A generosa e exaltada amante, a pobre Perpétua Mineira, sonhou, imaginou planos doidos para salvar o Tiradentes, facilitando-lhe a fuga dos cárceres subterrâneos da ilha das Cobras, para onde o tinham levado, e, desatinada e vaidosa, começava a calcular com repugnantes traições ao seu amor, com sublimes sacrifícios já para ele horríveis, contando com o poder dos seus encantos a fazer milagres no coração de Luís de Vasconcelos, aliás severo e inflexível no cumprimento do seu dever, quando a 4 de junho de 1790 o vice-reinado passou ao Conde de Rezende.

Adeus, embora ilusórias, vaidosas esperanças de Perpétua Mineira!...

O Conde de Rezende chegava carrancudo, ameaçador, e temendo conspirações a tramar-se em toda a cidade, e para mais se agravarem suas turvas suspeitas, e as sinistras prevenções do seu ânimo, logo na noite de 20 de junho, incêndio violento devorou a casa onde a Câmara Municipal celebrava suas sessões e tinha o seu arquivo (casa do Teles na Praça de Pedro II, até à quina da Rua do Mercado).

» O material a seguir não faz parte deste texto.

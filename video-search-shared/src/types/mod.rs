//! Document, event and result types shared by the indexer and the query engine.

pub mod creator_document;
pub mod events;
pub mod pagination;
pub mod search_result;
pub mod video_document;

pub use creator_document::CreatorDocument;
pub use events::{CreateVideo, UnregisterVideo, UpdateVideo, UpdateVideoMetrics, UpsertCreator};
pub use pagination::Pagination;
pub use search_result::{EnrichedVideo, FacetDistribution, TrendingTag, VideoPage};
pub use video_document::{VideoDocument, VideoMetrics, VideoStatus, VideoVisibility};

O Vice-Rei passou a noite em ânsias, vendo no incêndio ensejo preparado para pronunciamento revolucionário, ao mesmo tempo que o povo só via na horrível fogueira mau agouro do novo governo.

Não foi possível ao Conde de Rezende descobrir a origem do incêndio; mas por isso mesmo o atribuiu aos revolucionários, e multiplicou precauções aterradoras.